Is this RFE really should be ON_QA? I see that patch 59062 was uploaded after the RFE changed his status.. Patches 59062 and 58697 were added as a response to comment 15. So this bug can't be ON_QA on the current build, please check if we have your latest patches on out latest qe build - 4.0.0.4-0.1.el7ev, if not, move back to post/modified, thank you This was tagged as: Tags ovirt-engine-4.0.0.5 Should be ON QA (In reply to Marcin Mirecki from comment #20) > This was tagged as: > Tags ovirt-engine-4.0.0.5 > > Should be ON QA Hi Marcin, in that case the target milestone should be changed and please add the target release as well. Thanks) Verified on - 4.0.0.5-0.1.el7ev I'm sorry, it was verified to soon. Seems like some scenarios are failed. Further investigation is needed. bond from 2 slaves that are not configured in the switch for lacp, are not reported as bad bonds in the engine. Please attach `vdsClient -s getVdsCaps ` and /proc/net/bonding/* to understand the failure. [root@vega05 ~]# vdsClient -s 0 getVdsCaps | grep aggreg
'ad_aggregator_id': '2',
'ad_aggregator_id': '1',
'enp1s0f1': {'ad_aggregator_id': '1',
'enp2s0f0': {'ad_aggregator_id': '2',
'enp2s0f1': {'ad_aggregator_id': '1',
'enp2s0f2': {'ad_aggregator_id': '2',
[root@vega05 ~]# vdsClient -s 0 getVdsCaps | grep partner
'ad_partner_mac': '18:ef:63:a1:75:00',
'ad_partner_mac': '18:ef:63:a1:75:00',
This bonds should be bad bonds, their aggregator_ids are different(they are not configured for lacp in the switch), but engine is not reporting them as bad bonds.
[root@vega05 ~]# cat /proc/net/bonding/*
Ethernet Channel Bonding Driver: v3.7.1 (April 27, 2011)
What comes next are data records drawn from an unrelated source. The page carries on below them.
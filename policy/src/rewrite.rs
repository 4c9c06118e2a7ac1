//! Path redirection. An ordered table of exact and prefix mappings aims the
//! hidden `/proc/sys` and `/sys/fs/cgroup` hierarchies at fixture trees the
//! operator populates under `/tmp`. Resolution writes into a caller-supplied
//! buffer so the interposer's hot path never allocates.

use crate::magic;

/// Safe bound for a rewritten path, terminator included.
pub const PATH_MAX: usize = 4096;

pub const DEV_ZERO: &str = "/dev/zero";
pub const DEV_NULL: &str = "/dev/null";

#[derive(Debug, Clone, Copy, PartialEq, Eq)]
pub enum AccessIntent {
    ReadOnly,
    Writable,
}

impl AccessIntent {
    pub fn from_open_flags(flags: i32) -> Self {
        if flags & libc::O_ACCMODE == libc::O_RDONLY {
            AccessIntent::ReadOnly
        } else {
            AccessIntent::Writable
        }
    }

    pub fn from_fopen_mode(mode: &[u8]) -> Self {
        if mode.iter().any(|b| matches!(b, b'w' | b'a' | b'+')) {
            AccessIntent::Writable
        } else {
            AccessIntent::ReadOnly
        }
    }
}

#[derive(Debug, Clone, Copy)]
pub struct Mapping {
    pub from: &'static str,
    pub to: &'static str,
    /// Whole-path match rather than prefix match.
    pub exact: bool,
    /// When the mapped fixture is absent, fall back to the device sinks so
    /// reads still succeed and writes are discarded.
    pub device_fallback: bool,
}

impl Mapping {
    fn accepts(&self, path: &[u8]) -> bool {
        if self.exact {
            path == self.from.as_bytes()
        } else {
            path.starts_with(self.from.as_bytes())
        }
    }
}

/// Order matters: the cpuacct percpu file sits under the cgroup prefix and
/// must win before it.
pub const CANONICAL_MAPPINGS: &[Mapping] = &[
    Mapping {
        from: magic::DISKSTATS_PATH,
        to: "/tmp/fake-diskstats",
        exact: true,
        device_fallback: false,
    },
    Mapping {
        from: magic::CPUACCT_PERCPU_PATH,
        to: "/tmp/fake-cpuacct-usage-percpu",
        exact: true,
        device_fallback: false,
    },
    Mapping {
        from: magic::PROC_SYS_PREFIX,
        to: "/tmp/fake-procsys/",
        exact: false,
        device_fallback: true,
    },
    Mapping {
        from: magic::CGROUP_PREFIX,
        to: "/tmp/fake-cgroup",
        exact: false,
        device_fallback: false,
    },
];

#[derive(Debug, PartialEq, Eq)]
pub enum Rewrite {
    Unmatched,
    /// `out[..len]` holds the replacement, `out[len]` the terminator.
    Rewritten { len: usize },
    /// Replacement would not fit the safe bound; fail closed.
    TooLong,
}

#[derive(Debug, Clone, Copy)]
pub struct PathRewriter {
    mappings: &'static [Mapping],
}

pub const CANONICAL: PathRewriter = PathRewriter::new(CANONICAL_MAPPINGS);

impl PathRewriter {
    pub const fn new(mappings: &'static [Mapping]) -> Self {
        Self { mappings }
    }

    /// Cheap guard for hot paths.
    pub fn matches(&self, path: &[u8]) -> bool {
        self.mappings.iter().any(|m| m.accepts(path))
    }

    pub fn resolve(&self, path: &[u8], intent: AccessIntent, out: &mut [u8]) -> Rewrite {
        self.resolve_with(path, intent, out, &fixture_present)
    }

    /// `exists` receives the nul-terminated candidate and reports whether the
    /// fixture is actually there.
    pub fn resolve_with(
        &self,
        path: &[u8],
        intent: AccessIntent,
        out: &mut [u8],
        exists: &dyn Fn(&[u8]) -> bool,
    ) -> Rewrite {
        let Some(m) = self.mappings.iter().find(|m| m.accepts(path)) else {
            return Rewrite::Unmatched;
        };
        let tail = if m.exact { &[][..] } else { &path[m.from.len()..] };
        let len = m.to.len() + tail.len();
        if len + 1 > out.len() || len + 1 > PATH_MAX {
            return Rewrite::TooLong;
        }
        out[..m.to.len()].copy_from_slice(m.to.as_bytes());
        out[m.to.len()..len].copy_from_slice(tail);
        out[len] = 0;
        if m.device_fallback && !exists(&out[..=len]) {
            let dev = match intent {
                AccessIntent::ReadOnly => DEV_ZERO,
                AccessIntent::Writable => DEV_NULL,
            };
            out[..dev.len()].copy_from_slice(dev.as_bytes());
            out[dev.len()] = 0;
            return Rewrite::Rewritten { len: dev.len() };
        }
        Rewrite::Rewritten { len }
    }
}

fn fixture_present(cpath: &[u8]) -> bool {
    unsafe { libc::access(cpath.as_ptr() as *const libc::c_char, libc::F_OK) == 0 }
}

#[cfg(test)]
mod tests {
    use super::*;

    fn resolve(path: &[u8], intent: AccessIntent, present: bool) -> (Rewrite, Vec<u8>) {
        let mut out = [0u8; PATH_MAX];
        let r = CANONICAL.resolve_with(path, intent, &mut out, &|_| present);
        let s = match r {
            Rewrite::Rewritten { len } => out[..len].to_vec(),
            _ => Vec::new(),
        };
        (r, s)
    }

    #[test]
    fn procsys_prefix_maps_to_fixture() {
        let (r, s) = resolve(b"/proc/sys/kernel/pid_max", AccessIntent::ReadOnly, true);
        assert_eq!(r, Rewrite::Rewritten { len: s.len() });
        assert_eq!(s, b"/tmp/fake-procsys/kernel/pid_max");
    }

    #[test]
    fn missing_procsys_fixture_falls_back_to_devices() {
        let (_, s) = resolve(b"/proc/sys/fs/file-max", AccessIntent::ReadOnly, false);
        assert_eq!(s, b"/dev/zero");
        let (_, s) = resolve(b"/proc/sys/fs/file-max", AccessIntent::Writable, false);
        assert_eq!(s, b"/dev/null");
    }

    #[test]
    fn cgroup_prefix_rewrites_unconditionally() {
        let (_, s) = resolve(
            b"/sys/fs/cgroup/memory/memory.stat",
            AccessIntent::ReadOnly,
            false,
        );
        assert_eq!(s, b"/tmp/fake-cgroup/memory/memory.stat");
    }

    #[test]
    fn exact_maps_win_over_their_prefix() {
        let (_, s) = resolve(
            b"/sys/fs/cgroup/cpuacct/cpuacct.usage_percpu",
            AccessIntent::ReadOnly,
            false,
        );
        assert_eq!(s, b"/tmp/fake-cpuacct-usage-percpu");
        let (_, s) = resolve(b"/proc/diskstats", AccessIntent::ReadOnly, false);
        assert_eq!(s, b"/tmp/fake-diskstats");
    }

    #[test]
    fn foreign_paths_are_untouched() {
        let (r, _) = resolve(b"/etc/hostname", AccessIntent::ReadOnly, true);
        assert_eq!(r, Rewrite::Unmatched);
        // an exact map must not catch path extensions
        let (r, _) = resolve(b"/proc/diskstats2", AccessIntent::ReadOnly, true);
        assert_eq!(r, Rewrite::Unmatched);
    }

    #[test]
    fn oversized_replacement_fails_closed() {
        let mut path = b"/proc/sys/".to_vec();
        path.resize(PATH_MAX - 1, b'x');
        let (r, _) = resolve(&path, AccessIntent::ReadOnly, true);
        assert_eq!(r, Rewrite::TooLong);
    }

    #[test]
    fn intent_from_flags_and_modes() {
        assert_eq!(
            AccessIntent::from_open_flags(libc::O_RDONLY),
            AccessIntent::ReadOnly
        );
        assert_eq!(
            AccessIntent::from_open_flags(libc::O_WRONLY | libc::O_TRUNC),
            AccessIntent::Writable
        );
        assert_eq!(
            AccessIntent::from_open_flags(libc::O_RDWR),
            AccessIntent::Writable
        );
        assert_eq!(AccessIntent::from_fopen_mode(b"r"), AccessIntent::ReadOnly);
        assert_eq!(AccessIntent::from_fopen_mode(b"rb"), AccessIntent::ReadOnly);
        assert_eq!(AccessIntent::from_fopen_mode(b"r+"), AccessIntent::Writable);
        assert_eq!(AccessIntent::from_fopen_mode(b"w"), AccessIntent::Writable);
        assert_eq!(AccessIntent::from_fopen_mode(b"a"), AccessIntent::Writable);
    }
}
Bonding Mode: IEEE 802.3ad Dynamic link aggregation
Transmit Hash Policy: layer2 (0)
MII Status: up
MII Polling Interval (ms): 100
Up Delay (ms): 0
Down Delay (ms): 0
802.3ad info
LACP rate: slow
Min links: 0
Aggregator selection policy (ad_select): stable
Active Aggregator Info:
Aggregator ID: 2
Number of ports: 1
Actor Key: 9
Partner Key: 37
Partner Mac Address: 18:ef:63:a1:75:00
Slave Interface: enp1s0f1
MII Status: up
Speed: 1000 Mbps
Duplex: full
Link Failure Count: 0
Permanent HW addr: 00:25:90:c6:3d:59
Slave queue ID: 0
Aggregator ID: 1
Actor Churn State: none
Partner Churn State: churned
Actor Churned Count: 0
Partner Churned Count: 1
details actor lacp pdu:
system priority: 65535
port key: 9
port priority: 255
port number: 1
port state: 77
details partner lacp pdu:
system priority: 65535
oper key: 1
port priority: 255
port number: 1
port state: 1
Slave Interface: enp2s0f0
MII Status: up
Speed: 1000 Mbps
Duplex: full
Link Failure Count: 0
Permanent HW addr: 00:e0:ed:40:40:28
Slave queue ID: 0
Aggregator ID: 2
Actor Churn State: none
Partner Churn State: none
Actor Churned Count: 0
Partner Churned Count: 0
details actor lacp pdu:
system priority: 65535
port key: 9
port priority: 255
port number: 2
port state: 61
details partner lacp pdu:
system priority: 32768
oper key: 37
port priority: 32768
port number: 27
port state: 61
Ethernet Channel Bonding Driver: v3.7.1 (April 27, 2011)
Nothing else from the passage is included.